Grayscale Research head Zach Pandl has put forward the case that a Strategy $3bn BTC sale would do more to restore investor confidence than another round of preferred-stock dividend increases. The argument cuts to the core tension in Strategy’s treasury model: whether the company can meet rising fixed obligations without depending indefinitely on new equity issuance or a rising BTC price.
The Case for a Strategy $3bn BTC Sale
Pandl’s logic is straightforward. Raising the STRC (Variable Rate Series A Perpetual Stretch Preferred Stock) dividend by 50 basis points next week would add roughly $100 million in obligations over the next two years. In his assessment, that move ‘would likely not restore market confidence’ because it leaves the cash-need question unanswered rather than answering it.
By contrast, a $3bn BTC sale would represent approximately 5–6% of Strategy’s treasury at current prices, according to Crypto Briefing. Pandl argues that proceeds at that scale could cover nearly all cash obligations over a two-year horizon and give preferred-stock holders a cleaner picture of how the company intends to manage its funding stack.
What the Preferred Stock Structure Actually Looks Like
Per Strategy’s SEC 8-K filing from July 2025, STRC was issued as 28,011,111 shares at a $101 cash redemption price (plus accumulated unpaid dividends), redeemable at Strategy’s election once the stock is listed on Nasdaq or NYSE. The variable rate is subject to monthly adjustment: Strategy’s own investor page shows the annualised dividend rate for record dates from July 2026 at 12%, up from the 11.5% cited when STRC launched.

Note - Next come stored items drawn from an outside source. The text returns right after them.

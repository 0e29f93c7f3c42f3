//! Activity summaries for the dashboard.

use blood_store::BloodStore;
use chrono::{DateTime, Utc};
use entities::{BloodRequest, Donation, Seriousness, User, UserRole};

use crate::eligibility::{is_donor_eligible, DonorProfile, Eligibility};
use crate::MatchingResult;

/// Donations shown in the recent activity feed.
pub const RECENT_ACTIVITY_LIMIT: usize = 5;

/// Requests shown in the urgent list.
pub const URGENT_REQUESTS_LIMIT: usize = 3;

const UNKNOWN: &str = "Unknown";

/// Headline counters.
#[derive(Debug, Clone, Copy, PartialEq, Eq, Default)]
pub struct AppStats {
    /// Donations ever recorded.
    pub total_donations: usize,
    /// Requests still open.
    pub open_requests: usize,
    /// Users registered as donors.
    pub registered_donors: usize,
    /// Users registered as receivers.
    pub registered_receivers: usize,
    /// All users.
    pub total_users: usize,
}

impl AppStats {
    /// Counts the given collections.
    pub fn compute(users: &[User], requests: &[BloodRequest], donations: &[Donation]) -> Self {
        let count_role = |role: UserRole| users.iter().filter(|u| u.role == role).count();
        Self {
            total_donations: donations.len(),
            open_requests: requests.iter().filter(|r| r.is_open()).count(),
            registered_donors: count_role(UserRole::Donor),
            registered_receivers: count_role(UserRole::Receiver),
            total_users: users.len(),
        }
    }
}

/// A donation joined with who gave and what blood type it went to.
#[derive(Debug, Clone, PartialEq)]
pub struct ActivityEntry {
    /// The donation.
    pub donation: Donation,
    /// Donor name, or "Unknown" when the donor no longer resolves.
    pub donor_name: String,
    /// Requested blood type, or "Unknown" when the request no longer resolves.
    pub blood_type: String,
}

/// The `limit` most recent donations, newest first.
pub fn recent_activity(
    users: &[User],
    requests: &[BloodRequest],
    donations: &[Donation],
    limit: usize,
) -> Vec<ActivityEntry> {
    let mut recent: Vec<&Donation> = donations.iter().collect();
    recent.sort_by(|a, b| b.donation_date.cmp(&a.donation_date));

    recent
        .into_iter()
        .take(limit)
        .map(|donation| ActivityEntry {
            donation: donation.clone(),
            donor_name: users
                .iter()
                .find(|u| u.id == donation.donor_id)
                .map_or_else(|| UNKNOWN.to_string(), |u| u.name.clone()),
            blood_type: requests
                .iter()
                .find(|r| r.id == donation.request_id)
                .map_or_else(|| UNKNOWN.to_string(), |r| r.blood_type.to_string()),
        })
        .collect()
}

/// A donation joined with the request it went to and who asked for it.
#[derive(Debug, Clone, PartialEq)]
pub struct DonationDetails {
    /// The donation.
    pub donation: Donation,
    /// Receiver who posted the request.
    pub requester_name: String,
    /// Requested blood type.
    pub blood_type: String,
    /// Hospital area of the request.
    pub location: String,
}

/// Resolves each donation's request and requester, in input order.
///
/// Anything that no longer resolves reads as "Unknown".
pub fn donation_details(
    users: &[User],
    requests: &[BloodRequest],
    donations: &[Donation],
) -> Vec<DonationDetails> {
    donations
        .iter()
        .map(|donation| {
            let request = requests.iter().find(|r| r.id == donation.request_id);
            let requester = request.and_then(|r| users.iter().find(|u| u.id == r.user_id));
            DonationDetails {
                donation: donation.clone(),
                requester_name: requester
                    .map_or_else(|| UNKNOWN.to_string(), |u| u.name.clone()),
                blood_type: request
                    .map_or_else(|| UNKNOWN.to_string(), |r| r.blood_type.to_string()),
                location: request
                    .map_or_else(|| UNKNOWN.to_string(), |r| r.hospital_area.clone()),
            }
        })
        .collect()
}

/// Open high-seriousness requests, oldest first, at most `limit`.
pub fn urgent_requests(requests: &[BloodRequest], limit: usize) -> Vec<&BloodRequest> {
    let mut urgent: Vec<&BloodRequest> = requests
        .iter()
        .filter(|r| r.is_open() && r.seriousness == Seriousness::High)
        .collect();
    urgent.sort_by(|a, b| a.created_at.cmp(&b.created_at));
    urgent.truncate(limit);
    urgent
}

/// What one user sees about themselves.
#[derive(Debug, Clone, PartialEq)]
pub struct UserSummary {
    /// Requests the user posted.
    pub requests: Vec<BloodRequest>,
    /// Donations the user made.
    pub donations: Vec<Donation>,
    /// Current verdict, for donors only.
    pub eligibility: Option<Eligibility>,
}

/// Builds the personal summary for `user` at `now`.
pub fn user_summary(
    user: &User,
    requests: &[BloodRequest],
    donations: &[Donation],
    now: DateTime<Utc>,
) -> UserSummary {
    UserSummary {
        requests: requests
            .iter()
            .filter(|r| r.user_id == user.id)
            .cloned()
            .collect(),
        donations: donations
            .iter()
            .filter(|d| d.donor_id == user.id)
            .cloned()
            .collect(),
        eligibility: user
            .is_donor()
            .then(|| is_donor_eligible(&DonorProfile::from(user), now)),
    }
}

/// Everything the shared dashboard shows.
#[derive(Debug, Clone, PartialEq)]
pub struct Dashboard {
    /// Headline counters.
    pub stats: AppStats,
    /// Latest donations.
    pub recent_activity: Vec<ActivityEntry>,
    /// Oldest urgent open requests.
    pub urgent_requests: Vec<BloodRequest>,
}

impl Dashboard {
    /// Reads the store once and builds the dashboard.
    pub async fn load<S: BloodStore + ?Sized>(store: &S) -> MatchingResult<Self> {
        let snapshot = store.snapshot().await?;
        Ok(Self {
            stats: AppStats::compute(&snapshot.users, &snapshot.requests, &snapshot.donations),
            recent_activity: recent_activity(
                &snapshot.users,
                &snapshot.requests,
                &snapshot.donations,
                RECENT_ACTIVITY_LIMIT,
            ),
            urgent_requests: urgent_requests(&snapshot.requests, URGENT_REQUESTS_LIMIT)
                .into_iter()
                .cloned()
                .collect(),
        })
    }
}

#[cfg(test)]
mod tests {
    use blood_store::MemoryBloodStore;
    use chrono::{Duration, TimeZone};
    use entities::BloodType;
    use uuid::Uuid;

    use super::*;

    fn now() -> DateTime<Utc> {
        Utc.with_ymd_and_hms(2025, 1, 20, 8, 0, 0).unwrap()
    }

    fn user(name: &str, role: UserRole) -> User {
        User::new(
            name,
            format!("{}@gmail.com", name.to_lowercase()),
            role,
            BloodType::OPositive,
            30,
            "Kochi",
        )
    }

    fn request(owner: Uuid, seriousness: Seriousness, age_hours: i64) -> BloodRequest {
        let mut r = BloodRequest::new(owner, BloodType::OPositive, "Kochi", 2, seriousness);
        r.created_at = now() - Duration::hours(age_hours);
        r
    }

    #[test]
    fn test_stats() {
        let users = vec![
            user("Anu", UserRole::Donor),
            user("Binu", UserRole::Donor),
            user("Chitra", UserRole::Receiver),
        ];
        let mut closed = request(users[2].id, Seriousness::Low, 1);
        closed.consume_unit();
        closed.consume_unit();
        let requests = vec![request(users[2].id, Seriousness::High, 1), closed];
        let donations = vec![Donation::new(users[0].id, requests[1].id, now())];

        let stats = AppStats::compute(&users, &requests, &donations);
        assert_eq!(
            stats,
            AppStats {
                total_donations: 1,
                open_requests: 1,
                registered_donors: 2,
                registered_receivers: 1,
                total_users: 3,
            }
        );
    }

    #[test]
    fn test_recent_activity_newest_first_with_unknowns() {
        let donor = user("Anu", UserRole::Donor);
        let req = request(Uuid::new_v4(), Seriousness::High, 5);
        let donations: Vec<Donation> = (0..7)
            .map(|i| Donation::new(donor.id, req.id, now() - Duration::days(i)))
            .chain([Donation::new(Uuid::new_v4(), Uuid::new_v4(), now() + Duration::hours(1))])
            .collect();

        let feed = recent_activity(&[donor], &[req], &donations, RECENT_ACTIVITY_LIMIT);

        assert_eq!(feed.len(), 5);
        assert_eq!(feed[0].donor_name, "Unknown");
        assert_eq!(feed[0].blood_type, "Unknown");
        assert_eq!(feed[1].donor_name, "Anu");
        assert_eq!(feed[1].blood_type, "O+");
        assert!(feed
            .windows(2)
            .all(|w| w[0].donation.donation_date >= w[1].donation.donation_date));
    }

    #[test]
    fn test_donation_details_resolve_requester() {
        let donor = user("Anu", UserRole::Donor);
        let receiver = user("Chitra", UserRole::Receiver);
        let known = request(receiver.id, Seriousness::High, 2);
        let orphaned = request(Uuid::new_v4(), Seriousness::Low, 3);
        let donations = vec![
            Donation::new(donor.id, known.id, now()),
            Donation::new(donor.id, orphaned.id, now()),
            Donation::new(donor.id, Uuid::new_v4(), now()),
        ];

        let details = donation_details(&[donor, receiver], &[known, orphaned], &donations);

        assert_eq!(details.len(), 3);
        assert_eq!(details[0].requester_name, "Chitra");
        assert_eq!(details[0].blood_type, "O+");
        assert_eq!(details[0].location, "Kochi");

        assert_eq!(details[1].requester_name, "Unknown");
        assert_eq!(details[1].blood_type, "O+");

        assert_eq!(details[2].requester_name, "Unknown");
        assert_eq!(details[2].blood_type, "Unknown");
        assert_eq!(details[2].location, "Unknown");
        assert_eq!(details[2].donation, donations[2]);
    }

    #[test]
    fn test_urgent_requests_oldest_first() {
        let owner = Uuid::new_v4();
        let mut fulfilled = request(owner, Seriousness::High, 100);
        fulfilled.consume_unit();
        fulfilled.consume_unit();
        let requests = vec![
            request(owner, Seriousness::High, 1),
            request(owner, Seriousness::Moderate, 50),
            fulfilled,
            request(owner, Seriousness::High, 10),
            request(owner, Seriousness::High, 5),
            request(owner, Seriousness::High, 20),
        ];

        let urgent = urgent_requests(&requests, URGENT_REQUESTS_LIMIT);
        let ids: Vec<Uuid> = urgent.iter().map(|r| r.id).collect();
        assert_eq!(ids, vec![requests[5].id, requests[3].id, requests[4].id]);
    }

    #[test]
    fn test_user_summary() {
        let donor = user("Anu", UserRole::Donor).with_last_donated_date(now() - Duration::days(30));
        let receiver = user("Chitra", UserRole::Receiver);
        let req = request(receiver.id, Seriousness::High, 1);
        let donations = vec![Donation::new(donor.id, req.id, now() - Duration::days(30))];
        let requests = vec![req];

        let donor_summary = user_summary(&donor, &requests, &donations, now());
        assert_eq!(donor_summary.donations.len(), 1);
        assert!(donor_summary.requests.is_empty());
        let verdict = donor_summary.eligibility.unwrap();
        assert!(!verdict.eligible);
        assert_eq!(verdict.days_until_eligible, Some(60));

        let receiver_summary = user_summary(&receiver, &requests, &donations, now());
        assert_eq!(receiver_summary.requests.len(), 1);
        assert!(receiver_summary.eligibility.is_none());
    }

    #[tokio::test]
    async fn test_dashboard_load() {
        let receiver = user("Chitra", UserRole::Receiver);
        let store = MemoryBloodStore::with_data(
            vec![receiver.clone()],
            vec![request(receiver.id, Seriousness::High, 2)],
            Vec::new(),
        );

        let dashboard = Dashboard::load(&store).await.unwrap();
        assert_eq!(dashboard.stats.open_requests, 1);
        assert_eq!(dashboard.stats.registered_receivers, 1);
        assert_eq!(dashboard.urgent_requests.len(), 1);
        assert!(dashboard.recent_activity.is_empty());
    }
}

One detail that matters: STRC and the company’s other preferred securities (STRF, STRK, STRD, STRE) are not collateralised by Strategy’s bitcoin holdings. Holders carry only a preferred claim on residual assets. That structural subordination is part of why a depeg below $100 raises the alarm it does.
STRC fell as low as $82.50 during recent market stress, with its effective yield moving to around 13.2%. A spread that wide above the stated 12% rate signals that the market is pricing in meaningful rollover or liquidity risk.
On the scale of Strategy’s overall preferred programme: a July 2025 SEC 8-K disclosed ATM sales agreements covering up to $21bn of STRK (8.00% Series A Perpetual Strike Preferred Stock) and up to $2.1bn of STRF (10.00% Series A Perpetual Strife Preferred Stock). The preferred capital stack is not small.
Three sources put annual dividend obligations at different levels: Yahoo Finance / CoinDesk, citing Strategy’s own dashboard, reported approximately $887 million annually; CryptoQuant put the figure at roughly $1.2 billion annualised; Crypto Briefing cited Pandl as characterising the burden at $1.5 billion. The three figures use different inputs and measurement dates. What they share is directionality: the obligation is large enough that a 14-month dividend-coverage runway (CryptoQuant’s estimate) leaves limited margin.
Where the Treasury Stands Now
Strategy held 847,363 BTC as of 21 June 2026, acquired for an aggregate $64.10 billion at an average cost of $75,651 per coin (including fees), according to an MSTR 8-K filing cited by StockTitan. The company’s USD reserve balance stood at $1.4 billion on that date, designated to support preferred dividends and interest on outstanding debt.
That reserve was built partly through continued ATM issuance: between 15 and 21 June 2026, Strategy raised $335.5 million by selling 2,714,839 MSTR shares, with $25.4 billion of MSTR stock remaining available under the programme. An earlier 8-K covering 1–7 June also confirmed an additional $181.0 million in net ATM proceeds that week.
The first BTC sale since December 2022, of 32 BTC for approximately $2.5 million between 26 and 31 May, drew attention less for its size than for what it signalled. Selling any BTC, however small, confirmed the preferred-stock funding loop has limits. A May 2026 SEC filing confirmed Strategy’s registered Nasdaq securities include STRF, STRC, MSTR, and STRK, with STRK carrying a $2.00 quarterly dividend for the quarter ending 30 June 2026.
The near-term binary is clear: if STRC holds above $100, the model stays intact and ATM equity issuance covers the gap. If it stays below, the pressure to execute a planned, larger BTC sale builds regardless of what any analyst recommends.